Serum amyloid A (SAA) is an acute-phase reactant protein predominantly bound to high-density lipoprotein in serum and presumed to play various biological and pathological roles. Upon tissue trauma or infection, hepatic expression of SAA increases up to 1,000 times the basal levels. Prolonged increased levels of SAA may lead to amyloid A (AA) amyloidosis, a usually fatal systemic disease in which the amyloid deposits are mostly comprised of the N-terminal 1-76 fragment of SAA. SAA isoforms may differ across species in their ability to cause AA amyloidosis, and the mechanism of pathogenicity remains poorly understood.

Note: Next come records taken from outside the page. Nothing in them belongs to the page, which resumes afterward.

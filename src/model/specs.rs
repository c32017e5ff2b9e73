// Copyright (c) 2025 - Cowboy AI, Inc.
//! Model Specifications
//!
//! Callers shape a bean model with an ordered list of [`Spec`]s: creator
//! selection, property customisation, and property addition/removal.
//! Customisers run once, in order, after base property discovery; order
//! sensitivity (e.g. `ignored_except` before an individual `significant`)
//! is the caller's responsibility.

use std::any::Any;
use std::collections::BTreeSet;
use std::fmt;
use std::hash::Hash;
use std::sync::Arc;

use crate::model::descriptor::PropertyAccessor;
use crate::model::property::{Creator, Property};
use crate::values::TypeInfo;

/// A property customisation function, applied to every discovered property
pub type Customiser = Arc<dyn Fn(&mut Property) + Send + Sync>;

/// One instruction for shaping a bean model
#[derive(Clone)]
pub enum Spec {
    /// Use this exact creator
    Creator(Creator),
    /// Use the constructor with these parameter types, under these names
    ConstructorNamed {
        /// Caller-supplied parameter names
        names: Vec<String>,
        /// Parameter types identifying the constructor overload
        types: Vec<TypeInfo>,
    },
    /// Use the unique constructor with exactly these parameter types
    ConstructorTyped {
        /// Parameter types identifying the constructor overload
        types: Vec<TypeInfo>,
    },
    /// Use the factory method with this name
    FactoryMethod {
        /// Name of the factory method
        name: String,
        /// Disambiguating parameter types, when more than one method
        /// shares the name
        types: Option<Vec<TypeInfo>>,
    },
    /// Apply a customiser to every property
    Customise(Customiser),
    /// Add a property to the model
    AddProperty(Property),
    /// Remove a named property from the model
    RemoveProperty(String),
}

impl fmt::Debug for Spec {
    fn fmt(&self, f: &mut fmt::Formatter<'_>) -> fmt::Result {
        match self {
            Spec::Creator(creator) => write!(f, "Creator({})", creator.signature()),
            Spec::ConstructorNamed { names, .. } => write!(f, "ConstructorNamed({:?})", names),
            Spec::ConstructorTyped { types } => {
                let names: Vec<&str> = types.iter().map(|t| t.short_name()).collect();
                write!(f, "ConstructorTyped({:?})", names)
            }
            Spec::FactoryMethod { name, .. } => write!(f, "FactoryMethod({})", name),
            Spec::Customise(_) => write!(f, "Customise(..)"),
            Spec::AddProperty(property) => write!(f, "AddProperty({})", property.name()),
            Spec::RemoveProperty(name) => write!(f, "RemoveProperty({})", name),
        }
    }
}

fn name_set(names: &[&str]) -> BTreeSet<String> {
    names.iter().map(|n| n.to_string()).collect()
}

/// Mark the named properties as ignored
pub fn ignored(names: &[&str]) -> Spec {
    let names = name_set(names);
    Spec::Customise(Arc::new(move |property| {
        if names.contains(property.name()) {
            property.set_ignored(true);
        }
    }))
}

/// Mark every property as ignored except the named ones
pub fn ignored_except(names: &[&str]) -> Spec {
    let names = name_set(names);
    Spec::Customise(Arc::new(move |property| {
        if !names.contains(property.name()) {
            property.set_ignored(true);
        }
    }))
}

/// Mark the named properties as nullable
pub fn nullable(names: &[&str]) -> Spec {
    let names = name_set(names);
    Spec::Customise(Arc::new(move |property| {
        if names.contains(property.name()) {
            property.set_nullable(true);
        }
    }))
}

/// Mark the named properties as not nullable
pub fn not_null(names: &[&str]) -> Spec {
    let names = name_set(names);
    Spec::Customise(Arc::new(move |property| {
        if names.contains(property.name()) {
            property.set_nullable(false);
        }
    }))
}

/// Mark the named properties as significant
pub fn significant(names: &[&str]) -> Spec {
    let names = name_set(names);
    Spec::Customise(Arc::new(move |property| {
        if names.contains(property.name()) {
            property.set_significant(true);
        }
    }))
}

/// Mark the named properties as not significant
pub fn not_significant(names: &[&str]) -> Spec {
    let names = name_set(names);
    Spec::Customise(Arc::new(move |property| {
        if names.contains(property.name()) {
            property.set_significant(false);
        }
    }))
}

/// Override the declared type of one named property
pub fn with_type(name: &str, type_info: TypeInfo) -> Spec {
    let name = name.to_string();
    Spec::Customise(Arc::new(move |property| {
        if property.name() == name {
            property.set_type_override(type_info);
        }
    }))
}

/// Select the constructor with the given parameter types, naming its
/// parameters
pub fn constructor_with(names: &[&str], types: &[TypeInfo]) -> Spec {
    Spec::ConstructorNamed {
        names: names.iter().map(|n| n.to_string()).collect(),
        types: types.to_vec(),
    }
}

/// Select the unique constructor with exactly the given parameter types
pub fn constructor_of(types: &[TypeInfo]) -> Spec {
    Spec::ConstructorTyped {
        types: types.to_vec(),
    }
}

/// Select the uniquely named factory method
pub fn factory_method(name: &str) -> Spec {
    Spec::FactoryMethod {
        name: name.to_string(),
        types: None,
    }
}

/// Select the factory method with the given name and parameter types
pub fn factory_method_with(name: &str, types: &[TypeInfo]) -> Spec {
    Spec::FactoryMethod {
        name: name.to_string(),
        types: Some(types.to_vec()),
    }
}

/// Add a plain property to the model
pub fn add_property<T, V, G, S>(name: &str, get: G, set: S) -> Spec
where
    T: Any + Clone + PartialEq + Hash + fmt::Debug + Send + Sync,
    V: Any + Clone + PartialEq + Hash + fmt::Debug + Send + Sync,
    G: Fn(&T) -> V + Send + Sync + 'static,
    S: Fn(&mut T, V) + Send + Sync + 'static,
{
    Spec::AddProperty(Property::new(PropertyAccessor::of::<T, V, G, S>(name, get, set)))
}

/// Remove a named property from the model
pub fn remove_property(name: &str) -> Spec {
    Spec::RemoveProperty(name.to_string())
}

In vitro studies have shown that SAA is a marginally stable protein that folds into various oligomeric species at 4 °C. However, SAA is largely disordered at 37 °C, reminiscent of intrinsically disordered proteins. Non-pathogenic murine (m)SAA2.2 spontaneously forms amyloid fibrils in vitro at 37 °C whereas pathogenic mSAA1.1 has a long lag (nucleation) phase, and eventually forms fibrils of different morphology than mSAA2.2. Remarkably, human SAA1.1 does not form mature fibrils in vitro. Thus, it appears that the intrinsic amyloidogenicity of SAA is not a key determinant of pathogenicity, and that other factors, including fibrillation kinetics, ligand binding effects, fibril stability, nucleation efficiency, and SAA degradation may play key roles. This chapter will focus on the known structural and biophysical properties of SAA and discuss how these properties may help better understand the molecular mechanism of AA amyloidosis.